Provide the data again exactly, including every line that follows.
*** Block opens ***
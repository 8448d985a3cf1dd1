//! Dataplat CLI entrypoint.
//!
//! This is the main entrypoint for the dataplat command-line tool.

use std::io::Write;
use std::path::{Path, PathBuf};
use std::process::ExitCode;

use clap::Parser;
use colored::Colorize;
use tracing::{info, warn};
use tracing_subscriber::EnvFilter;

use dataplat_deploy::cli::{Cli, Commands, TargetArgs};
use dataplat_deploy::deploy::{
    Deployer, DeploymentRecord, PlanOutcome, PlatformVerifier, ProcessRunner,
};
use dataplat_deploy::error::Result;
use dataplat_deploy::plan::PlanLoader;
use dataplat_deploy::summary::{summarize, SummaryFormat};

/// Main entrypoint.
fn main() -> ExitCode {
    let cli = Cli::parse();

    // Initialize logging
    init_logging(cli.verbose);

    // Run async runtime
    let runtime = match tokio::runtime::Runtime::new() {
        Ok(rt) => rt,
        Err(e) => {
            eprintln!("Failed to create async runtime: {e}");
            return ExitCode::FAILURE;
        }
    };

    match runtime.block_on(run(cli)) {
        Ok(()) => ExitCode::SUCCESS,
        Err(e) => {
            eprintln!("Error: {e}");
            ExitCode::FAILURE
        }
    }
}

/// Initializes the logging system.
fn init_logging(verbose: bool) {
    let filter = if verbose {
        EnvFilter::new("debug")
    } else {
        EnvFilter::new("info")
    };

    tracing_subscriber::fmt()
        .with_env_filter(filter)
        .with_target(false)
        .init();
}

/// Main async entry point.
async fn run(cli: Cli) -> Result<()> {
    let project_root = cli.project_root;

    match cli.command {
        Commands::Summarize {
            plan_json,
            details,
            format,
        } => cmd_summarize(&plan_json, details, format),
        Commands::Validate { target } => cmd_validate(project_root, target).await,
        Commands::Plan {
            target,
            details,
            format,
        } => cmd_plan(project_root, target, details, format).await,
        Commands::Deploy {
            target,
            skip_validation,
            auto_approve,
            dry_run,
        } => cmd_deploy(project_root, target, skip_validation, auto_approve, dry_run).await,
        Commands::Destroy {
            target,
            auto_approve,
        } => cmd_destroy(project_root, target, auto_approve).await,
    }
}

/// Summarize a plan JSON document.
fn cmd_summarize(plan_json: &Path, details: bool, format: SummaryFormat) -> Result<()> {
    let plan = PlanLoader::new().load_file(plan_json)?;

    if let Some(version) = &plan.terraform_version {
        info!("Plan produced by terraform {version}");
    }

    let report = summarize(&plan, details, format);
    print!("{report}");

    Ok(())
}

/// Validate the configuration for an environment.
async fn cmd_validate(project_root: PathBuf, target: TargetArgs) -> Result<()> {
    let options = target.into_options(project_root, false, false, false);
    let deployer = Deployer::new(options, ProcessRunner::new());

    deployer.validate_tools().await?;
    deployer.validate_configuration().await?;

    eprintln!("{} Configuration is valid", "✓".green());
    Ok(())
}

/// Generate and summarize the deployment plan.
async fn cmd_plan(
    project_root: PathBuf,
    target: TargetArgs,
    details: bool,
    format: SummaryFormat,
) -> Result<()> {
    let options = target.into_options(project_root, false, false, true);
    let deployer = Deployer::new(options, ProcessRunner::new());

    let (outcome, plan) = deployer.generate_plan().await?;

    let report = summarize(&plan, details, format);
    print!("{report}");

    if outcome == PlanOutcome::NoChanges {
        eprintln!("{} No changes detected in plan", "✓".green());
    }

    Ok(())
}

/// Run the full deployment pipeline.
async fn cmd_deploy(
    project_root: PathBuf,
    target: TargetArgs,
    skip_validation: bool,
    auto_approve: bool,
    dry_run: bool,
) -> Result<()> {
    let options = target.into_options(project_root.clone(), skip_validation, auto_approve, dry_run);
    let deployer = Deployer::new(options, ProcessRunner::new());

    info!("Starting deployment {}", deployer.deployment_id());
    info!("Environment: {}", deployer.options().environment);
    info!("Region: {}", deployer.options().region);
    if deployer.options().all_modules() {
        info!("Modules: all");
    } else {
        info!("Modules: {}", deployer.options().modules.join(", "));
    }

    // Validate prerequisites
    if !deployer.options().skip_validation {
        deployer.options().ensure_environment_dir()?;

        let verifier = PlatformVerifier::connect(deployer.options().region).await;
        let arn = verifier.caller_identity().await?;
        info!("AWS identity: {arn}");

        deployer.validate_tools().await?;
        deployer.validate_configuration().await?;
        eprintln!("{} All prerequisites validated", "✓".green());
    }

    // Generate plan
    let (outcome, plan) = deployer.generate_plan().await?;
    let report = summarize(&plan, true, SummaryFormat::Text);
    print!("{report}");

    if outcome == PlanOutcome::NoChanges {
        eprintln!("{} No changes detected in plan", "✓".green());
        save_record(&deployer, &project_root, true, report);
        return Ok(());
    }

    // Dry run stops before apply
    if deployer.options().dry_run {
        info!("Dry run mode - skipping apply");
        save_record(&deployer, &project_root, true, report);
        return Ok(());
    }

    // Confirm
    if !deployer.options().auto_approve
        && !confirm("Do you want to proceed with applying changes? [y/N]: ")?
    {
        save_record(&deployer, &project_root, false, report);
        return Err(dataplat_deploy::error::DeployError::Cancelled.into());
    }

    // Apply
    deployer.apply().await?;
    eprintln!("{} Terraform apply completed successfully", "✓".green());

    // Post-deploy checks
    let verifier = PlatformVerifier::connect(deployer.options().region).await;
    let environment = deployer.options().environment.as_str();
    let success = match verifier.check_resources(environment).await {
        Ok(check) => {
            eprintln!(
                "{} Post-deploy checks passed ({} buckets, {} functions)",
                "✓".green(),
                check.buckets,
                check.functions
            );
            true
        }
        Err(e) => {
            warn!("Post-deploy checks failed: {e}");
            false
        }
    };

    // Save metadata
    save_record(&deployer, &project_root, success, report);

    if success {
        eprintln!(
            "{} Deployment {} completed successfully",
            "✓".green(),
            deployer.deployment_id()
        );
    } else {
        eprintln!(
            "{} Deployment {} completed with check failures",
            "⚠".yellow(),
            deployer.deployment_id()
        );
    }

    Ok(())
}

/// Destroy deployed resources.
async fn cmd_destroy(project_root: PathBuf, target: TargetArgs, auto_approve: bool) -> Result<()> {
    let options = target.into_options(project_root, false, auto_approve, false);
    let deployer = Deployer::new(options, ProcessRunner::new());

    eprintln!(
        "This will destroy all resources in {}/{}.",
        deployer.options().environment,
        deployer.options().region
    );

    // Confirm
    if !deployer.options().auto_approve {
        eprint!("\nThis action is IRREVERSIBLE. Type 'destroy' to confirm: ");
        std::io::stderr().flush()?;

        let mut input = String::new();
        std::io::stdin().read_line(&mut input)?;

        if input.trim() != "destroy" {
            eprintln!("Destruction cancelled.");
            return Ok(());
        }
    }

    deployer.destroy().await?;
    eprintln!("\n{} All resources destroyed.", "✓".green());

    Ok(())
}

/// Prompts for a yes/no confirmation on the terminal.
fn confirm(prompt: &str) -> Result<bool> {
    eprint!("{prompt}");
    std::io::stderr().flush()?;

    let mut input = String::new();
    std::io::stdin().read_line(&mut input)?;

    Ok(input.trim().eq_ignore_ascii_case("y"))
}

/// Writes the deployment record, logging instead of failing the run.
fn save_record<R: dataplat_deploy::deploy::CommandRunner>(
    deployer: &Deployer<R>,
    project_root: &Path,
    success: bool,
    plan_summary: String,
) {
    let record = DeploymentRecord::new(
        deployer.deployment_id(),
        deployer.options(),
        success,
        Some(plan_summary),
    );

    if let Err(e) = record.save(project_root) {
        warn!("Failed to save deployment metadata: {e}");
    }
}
*** Block closes ***
→ **EXERCISE RESULT**:
repository 8448d985a3cf1dd1
//! Dataplat CLI entrypoint.
//!
//! This is the main entrypoint for the dataplat command-line tool.

use std::io::Write;
use std::path::{Path, PathBuf};
use std::process::ExitCode;

use clap::Parser;
use colored::Colorize;
use tracing::{info, warn};
use tracing_subscriber::EnvFilter;

use dataplat_deploy::cli::{Cli, Commands, TargetArgs};
use dataplat_deploy::deploy::{
    Deployer, DeploymentRecord, PlanOutcome, PlatformVerifier, ProcessRunner,
};
use dataplat_deploy::error::Result;
use dataplat_deploy::plan::PlanLoader;
use dataplat_deploy::summary::{summarize, SummaryFormat};

/// Main entrypoint.
fn main() -> ExitCode {
    let cli = Cli::parse();

    // Initialize logging
    init_logging(cli.verbose);

    // Run async runtime
    let runtime = match tokio::runtime::Runtime::new() {
        Ok(rt) => rt,
        Err(e) => {
            eprintln!("Failed to create async runtime: {e}");
            return ExitCode::FAILURE;
        }
    };

    match runtime.block_on(run(cli)) {
        Ok(()) => ExitCode::SUCCESS,
        Err(e) => {
            eprintln!("Error: {e}");
            ExitCode::FAILURE
        }
    }
}

/// Initializes the logging system.
fn init_logging(verbose: bool) {
    let filter = if verbose {
        EnvFilter::new("debug")
    } else {
        EnvFilter::new("info")
    };

    tracing_subscriber::fmt()
        .with_env_filter(filter)
        .with_target(false)
        .init();
}

/// Main async entry point.
async fn run(cli: Cli) -> Result<()> {
    let project_root = cli.project_root;

    match cli.command {
        Commands::Summarize {
            plan_json,
            details,
            format,
        } => cmd_summarize(&plan_json, details, format),
        Commands::Validate { target } => cmd_validate(project_root, target).await,
        Commands::Plan {
            target,
            details,
            format,
        } => cmd_plan(project_root, target, details, format).await,
        Commands::Deploy {
            target,
            skip_validation,
            auto_approve,
            dry_run,
        } => cmd_deploy(project_root, target, skip_validation, auto_approve, dry_run).await,
        Commands::Destroy {
            target,
            auto_approve,
        } => cmd_destroy(project_root, target, auto_approve).await,
    }
}

/// Summarize a plan JSON document.
fn cmd_summarize(plan_json: &Path, details: bool, format: SummaryFormat) -> Result<()> {
    let plan = PlanLoader::new().load_file(plan_json)?;

    if let Some(version) = &plan.terraform_version {
        info!("Plan produced by terraform {version}");
    }

    let report = summarize(&plan, details, format);
    print!("{report}");

    Ok(())
}

/// Validate the configuration for an environment.
async fn cmd_validate(project_root: PathBuf, target: TargetArgs) -> Result<()> {
    let options = target.into_options(project_root, false, false, false);
    let deployer = Deployer::new(options, ProcessRunner::new());

    deployer.validate_tools().await?;
    deployer.validate_configuration().await?;

    eprintln!("{} Configuration is valid", "✓".green());
    Ok(())
}

/// Generate and summarize the deployment plan.
async fn cmd_plan(
    project_root: PathBuf,
    target: TargetArgs,
    details: bool,
    format: SummaryFormat,
) -> Result<()> {
    let options = target.into_options(project_root, false, false, true);
    let deployer = Deployer::new(options, ProcessRunner::new());

    let (outcome, plan) = deployer.generate_plan().await?;

    let report = summarize(&plan, details, format);
    print!("{report}");

    if outcome == PlanOutcome::NoChanges {
        eprintln!("{} No changes detected in plan", "✓".green());
    }

    Ok(())
}

/// Run the full deployment pipeline.
async fn cmd_deploy(
    project_root: PathBuf,
    target: TargetArgs,
    skip_validation: bool,
    auto_approve: bool,
    dry_run: bool,
) -> Result<()> {
    let options = target.into_options(project_root.clone(), skip_validation, auto_approve, dry_run);
    let deployer = Deployer::new(options, ProcessRunner::new());

    info!("Starting deployment {}", deployer.deployment_id());
    info!("Environment: {}", deployer.options().environment);
    info!("Region: {}", deployer.options().region);
    if deployer.options().all_modules() {
        info!("Modules: all");
    } else {
        info!("Modules: {}", deployer.options().modules.join(", "));
    }

    // Validate prerequisites
    if !deployer.options().skip_validation {
        deployer.options().ensure_environment_dir()?;

        let verifier = PlatformVerifier::connect(deployer.options().region).await;
        let arn = verifier.caller_identity().await?;
        info!("AWS identity: {arn}");

        deployer.validate_tools().await?;
        deployer.validate_configuration().await?;
        eprintln!("{} All prerequisites validated", "✓".green());
    }

    // Generate plan
    let (outcome, plan) = deployer.generate_plan().await?;
    let report = summarize(&plan, true, SummaryFormat::Text);
    print!("{report}");

    if outcome == PlanOutcome::NoChanges {
        eprintln!("{} No changes detected in plan", "✓".green());
        save_record(&deployer, &project_root, true, report);
        return Ok(());
    }

    // Dry run stops before apply
    if deployer.options().dry_run {
        info!("Dry run mode - skipping apply");
        save_record(&deployer, &project_root, true, report);
        return Ok(());
    }

    // Confirm
    if !deployer.options().auto_approve
        && !confirm("Do you want to proceed with applying changes? [y/N]: ")?
    {
        save_record(&deployer, &project_root, false, report);
        return Err(dataplat_deploy::error::DeployError::Cancelled.into());
    }

    // Apply
    deployer.apply().await?;
    eprintln!("{} Terraform apply completed successfully", "✓".green());

    // Post-deploy checks
    let verifier = PlatformVerifier::connect(deployer.options().region).await;
    let environment = deployer.options().environment.as_str();
    let success = match verifier.check_resources(environment).await {
        Ok(check) => {
            eprintln!(
                "{} Post-deploy checks passed ({} buckets, {} functions)",
                "✓".green(),
                check.buckets,
                check.functions
            );
            true
        }
        Err(e) => {
            warn!("Post-deploy checks failed: {e}");
            false
        }
    };

    // Save metadata
    save_record(&deployer, &project_root, success, report);

    if success {
        eprintln!(
            "{} Deployment {} completed successfully",
            "✓".green(),
            deployer.deployment_id()
        );
    } else {
        eprintln!(
            "{} Deployment {} completed with check failures",
            "⚠".yellow(),
            deployer.deployment_id()
        );
    }

    Ok(())
}

/// Destroy deployed resources.
async fn cmd_destroy(project_root: PathBuf, target: TargetArgs, auto_approve: bool) -> Result<()> {
    let options = target.into_options(project_root, false, auto_approve, false);
    let deployer = Deployer::new(options, ProcessRunner::new());

    eprintln!(
        "This will destroy all resources in {}/{}.",
        deployer.options().environment,
        deployer.options().region
    );

    // Confirm
    if !deployer.options().auto_approve {
        eprint!("\nThis action is IRREVERSIBLE. Type 'destroy' to confirm: ");
        std::io::stderr().flush()?;

        let mut input = String::new();
        std::io::stdin().read_line(&mut input)?;

        if input.trim() != "destroy" {
            eprintln!("Destruction cancelled.");
            return Ok(());
        }
    }

    deployer.destroy().await?;
    eprintln!("\n{} All resources destroyed.", "✓".green());

    Ok(())
}

/// Prompts for a yes/no confirmation on the terminal.
fn confirm(prompt: &str) -> Result<bool> {
    eprint!("{prompt}");
    std::io::stderr().flush()?;

    let mut input = String::new();
    std::io::stdin().read_line(&mut input)?;

    Ok(input.trim().eq_ignore_ascii_case("y"))
}

/// Writes the deployment record, logging instead of failing the run.
fn save_record<R: dataplat_deploy::deploy::CommandRunner>(
    deployer: &Deployer<R>,
    project_root: &Path,
    success: bool,
    plan_summary: String,
) {
    let record = DeploymentRecord::new(
        deployer.deployment_id(),
        deployer.options(),
        success,
        Some(plan_summary),
    );

    if let Err(e) = record.save(project_root) {
        warn!("Failed to save deployment metadata: {e}");
    }
}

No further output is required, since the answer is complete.